Search for three or four more possibilities; there’s a decent chance that the later ones will prove to be right enough, fresh enough, new enough, to do your project justice in the reader’s mind.
For example, my post about characterisation-in-action suggests coming up with ten things they naturally own, ten things it’s surprising that they own, and ten things you’d expect them to own, but they don’t. Even five of each of the last two should get your imagination working harder and more interestingly.
The classic editing questions, ‘Why this? Why now? Why this way?’ can be very useful:
Why this? Is this element just what the reader would expect to encounter? Would something fresher and less expected do the same job for the plot?
Why now? Moving things around can make familiar tropes and situations come up fresher, without you having to scrap them and re-assign their jobs.
Why this way?

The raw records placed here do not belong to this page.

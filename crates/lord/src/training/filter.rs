//! Candidate rule filtering.
//!
//! Mining yields one rule per row, many of which never decide a prediction.
//! Filtering shrinks the candidates to the rules that are the best correct
//! explanation of at least one training row.

use std::collections::HashMap;
use std::convert::Infallible;
use std::sync::Arc;

use crate::data::Dataset;
use crate::repr::{InsertOrder, RuleInfo, RuleSignature, RuleTrie, select_best};
use crate::training::miner::union_sorted;
use crate::training::workers::run_claiming_workers;
use crate::utils::Parallelism;

/// How mined candidates are reduced before the final trie is built.
#[derive(Debug, Clone, Copy, PartialEq, Eq, Default)]
pub enum FilterMode {
    /// Keep, per row, the preferred covering rule predicting the row's class.
    #[default]
    BestPerRow,
    /// Drop rules whose body extends a shorter rule scoring at least as high.
    Specialization,
    /// Keep every candidate.
    None,
}

/// Reduce candidate rules. The result is sorted by signature.
pub fn filter_rules(
    dataset: &Dataset,
    candidates: Vec<Arc<RuleInfo>>,
    mode: FilterMode,
    order: InsertOrder,
    parallelism: Parallelism,
) -> Vec<Arc<RuleInfo>> {
    match mode {
        FilterMode::None => candidates,
        FilterMode::BestPerRow => best_per_row(dataset, candidates, order, parallelism),
        FilterMode::Specialization => drop_specializations(candidates, order),
    }
}

fn best_per_row(
    dataset: &Dataset,
    candidates: Vec<Arc<RuleInfo>>,
    order: InsertOrder,
    parallelism: Parallelism,
) -> Vec<Arc<RuleInfo>> {
    let trie = RuleTrie::from_rules(order, candidates);

    let Ok(states) = run_claiming_workers::<_, Infallible, _, _>(
        dataset.n_rows(),
        parallelism,
        HashMap::new,
        |kept: &mut HashMap<RuleSignature, Arc<RuleInfo>>, idx| {
            let class = dataset.class_of(idx);
            let covering = trie.find_covering_rules(dataset.body(idx));
            if let Some(rule) = select_best(covering.into_iter().filter(|r| r.head() == class)) {
                kept.entry(rule.signature()).or_insert_with(|| Arc::clone(rule));
            }
            Ok(())
        },
    );
    union_sorted(states)
}

fn drop_specializations(
    mut candidates: Vec<Arc<RuleInfo>>,
    order: InsertOrder,
) -> Vec<Arc<RuleInfo>> {
    candidates.sort_by(|a, b| {
        a.len()
            .cmp(&b.len())
            .then_with(|| b.preference(a))
            .then_with(|| a.body().cmp(b.body()))
    });

    let mut trie = RuleTrie::new(order);
    for rule in candidates {
        trie.insert_with_filter(rule);
    }
    let kept = trie
        .iter_rules()
        .map(|rule| (rule.signature(), Arc::clone(rule)))
        .collect::<HashMap<_, _>>();
    union_sorted([kept])
}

If you get feedback that a character is a bit of a cliché, then it may be the words, not the idea, that need tweaking so they become a new and powerful (or fresh and engaging) version of an archetype.
If you really do need or want a character straight from central casting
one trick is to include a parallel character which is the opposite: balance your gay male hairdresser with a hairdresser who has opposite identities in several ways
interrogate it: make your Frenchwoman aware of the imperative to be stylish, and show something of her more complex relationship with that social pressure. We don’t need swathes of pop-psychology: a few gestures or tones of voice may well be enough.
run some aspect in opposition: make your wise old mentor also bad-tempered, discontented and frequently getting something else wrong
If you find a voice - narrative or character’s - rather clichéd, it’s just possible that the solution is to make that a feature, rather than a bug: do it more, wholeheartedly, full-throttle, until it becomes something that evokes their character. Just check that the other voices in the story also have that much individuality and intensity so things don’t get lopsided.
For ways to write ethically about identities other than your own, try this post.
When it comes to stereotypes and possible offensiveness, it is of course always your choice as to what and how far you change things to accord with readers’ sensitivities. But I’m unconvinced that a general spray of offensiveness is the best way to combat the wilder reaches of the new conformity: it’s always more powerful to concentrate on challenging specific things which really matter.
Happy Writing!
= AmEng preppy.



It is very tempting to grab the first idea and run with it, but I too have generally found that my first instinct on any aspect of story is not the most powerful and generative. It's definitely worth having the first idea... writing it even... then putting in the effort to discover the 2nd and 3rd options! I've recently heard the phrase "take it inside the story" regarding plot gaps or characterisation 'worries' - this wise person meant something akin to 'give your characters the problem, have them admit it out loud on the page even, and see what they do with it.' I liked that notion very much. It chimes, I feel, with your advice here.